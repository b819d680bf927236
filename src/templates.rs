use std::sync::Arc;
use tracing::{debug, instrument};

use crate::error::Result;
use crate::extractor::BrandExtractor;
use crate::generator::ReplicaGenerator;
use crate::providers::Scraper;
use crate::types::{TemplateApplication, TemplateType};

/// Fixed instruction passed to the generator for each template.
pub fn template_prompt(template: TemplateType) -> &'static str {
    match template {
        TemplateType::HeroSection => {
            "Create a hero section with a headline, subheadline, CTA button, and optional image placeholder"
        }
        TemplateType::PricingTable => {
            "Create a 3-tier pricing table with features, prices, and CTA buttons"
        }
        TemplateType::FeatureGrid => {
            "Create a 3-column feature grid with icons (use emoji placeholders), titles, and descriptions"
        }
        TemplateType::Testimonial => {
            "Create a testimonial section with quote, author name, role, and company"
        }
        TemplateType::Cta => {
            "Create a call-to-action section with headline, description, and primary button"
        }
    }
}

/// Styles a fixed template skeleton with the brand of a live site.
#[derive(Clone)]
pub struct TemplateApplier {
    scraper: Arc<dyn Scraper>,
    extractor: BrandExtractor,
    generator: ReplicaGenerator,
}

impl TemplateApplier {
    pub fn new(
        scraper: Arc<dyn Scraper>,
        extractor: BrandExtractor,
        generator: ReplicaGenerator,
    ) -> Self {
        Self {
            scraper,
            extractor,
            generator,
        }
    }

    /// Scrape `url`, extract its brand and render `template_type` with it.
    ///
    /// The template name is checked before any provider is contacted.
    pub async fn apply(&self, url: &str, template_type: &str) -> Result<TemplateApplication> {
        let template: TemplateType = template_type.parse()?;
        self.apply_template(url, template).await
    }

    #[instrument(skip(self), fields(template = %template))]
    pub async fn apply_template(
        &self,
        url: &str,
        template: TemplateType,
    ) -> Result<TemplateApplication> {
        let page = self.scraper.scrape(url, false).await?;
        let brand = self.extractor.extract(&page).await?;
        let artifact = self
            .generator
            .generate_component(&brand, template.component_type(), template_prompt(template))
            .await?;
        debug!(source = %brand.source_url, "template applied");

        Ok(TemplateApplication {
            html: artifact.html,
            css: artifact.css,
            preview_url: artifact.preview_url,
            template_type: template,
            source_url: brand.source_url,
        })
    }
}

#[cfg(test)]
mod tests {
    use super::*;
    use crate::error::MirageError;
    use crate::providers::{GenerationRequest, ResponseFormat, TextModel};
    use crate::types::ScrapedPage;
    use async_trait::async_trait;
    use std::sync::atomic::{AtomicUsize, Ordering};
    use std::sync::Mutex;

    #[derive(Default)]
    struct StaticScraper {
        calls: AtomicUsize,
    }

    #[async_trait]
    impl Scraper for StaticScraper {
        async fn scrape(&self, url: &str, _include_screenshot: bool) -> Result<ScrapedPage> {
            self.calls.fetch_add(1, Ordering::SeqCst);
            Ok(ScrapedPage {
                url: url.to_string(),
                markdown: Some("# Acme\nPlans for every team".into()),
                ..ScrapedPage::default()
            })
        }
    }

    #[derive(Default)]
    struct ScriptedModel {
        prompts: Mutex<Vec<String>>,
    }

    #[async_trait]
    impl TextModel for ScriptedModel {
        async fn generate(&self, request: &GenerationRequest) -> Result<String> {
            self.prompts.lock().unwrap().push(request.prompt.clone());
            Ok(match request.format {
                ResponseFormat::Json => r##"{
                    "colors": {"primary": "#3366FF", "palette": ["#3366FF"]},
                    "typography": {"headings": "Inter", "body": "Inter"}
                }"##
                .to_string(),
                ResponseFormat::Text => "---HTML---\n<section class=\"pricing\"><div class=\"tier\">Basic</div></section>\n---CSS---\n.pricing{display:grid}\n---END---".to_string(),
            })
        }
    }

    fn applier(scraper: Arc<StaticScraper>, model: Arc<ScriptedModel>) -> TemplateApplier {
        TemplateApplier::new(
            scraper,
            BrandExtractor::new(model.clone()),
            ReplicaGenerator::new(model),
        )
    }

    #[test]
    fn every_template_has_an_instruction() {
        for template in TemplateType::ALL {
            assert!(template_prompt(template).starts_with("Create a"));
        }
    }

    #[tokio::test]
    async fn applies_template_with_fixed_instruction() {
        let scraper = Arc::new(StaticScraper::default());
        let model = Arc::new(ScriptedModel::default());
        let result = applier(scraper.clone(), model.clone())
            .apply("https://acme.test/", "pricing_table")
            .await
            .expect("template applied");

        assert_eq!(result.template_type, TemplateType::PricingTable);
        assert_eq!(result.source_url, "https://acme.test/");
        assert!(result.html.contains("pricing"));
        assert!(result.css.contains("--color-primary: #3366FF"));
        assert!(result.preview_url.starts_with("data:text/html;base64,"));

        let prompts = model.prompts.lock().unwrap();
        assert_eq!(prompts.len(), 2);
        assert!(prompts[1].contains("3-tier pricing table"));
        assert_eq!(scraper.calls.load(Ordering::SeqCst), 1);
    }

    #[tokio::test]
    async fn unknown_template_fails_before_scraping() {
        let scraper = Arc::new(StaticScraper::default());
        let model = Arc::new(ScriptedModel::default());
        let err = applier(scraper.clone(), model.clone())
            .apply("https://acme.test/", "footer")
            .await
            .unwrap_err();

        assert!(matches!(err, MirageError::Validation(_)));
        assert_eq!(scraper.calls.load(Ordering::SeqCst), 0);
        assert!(model.prompts.lock().unwrap().is_empty());
    }
}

________________________________________

## WORK ORDER
Once you find the line with "let prompts = model.prompts.lock().unwrap();" in the entries above, output it and each line after it up to and including the line with "let err = applier(scraper.clone(), model.clone())", and nothing else.

## RESPONSE AREA
        let prompts = model.prompts.lock().unwrap();
        assert_eq!(prompts.len(), 2);
        assert!(prompts[1].contains("3-tier pricing table"));
        assert_eq!(scraper.calls.load(Ordering::SeqCst), 1);
    }

    #[tokio::test]
    async fn unknown_template_fails_before_scraping() {
        let scraper = Arc::new(StaticScraper::default());
        let model = Arc::new(ScriptedModel::default());
        let err = applier(scraper.clone(), model.clone())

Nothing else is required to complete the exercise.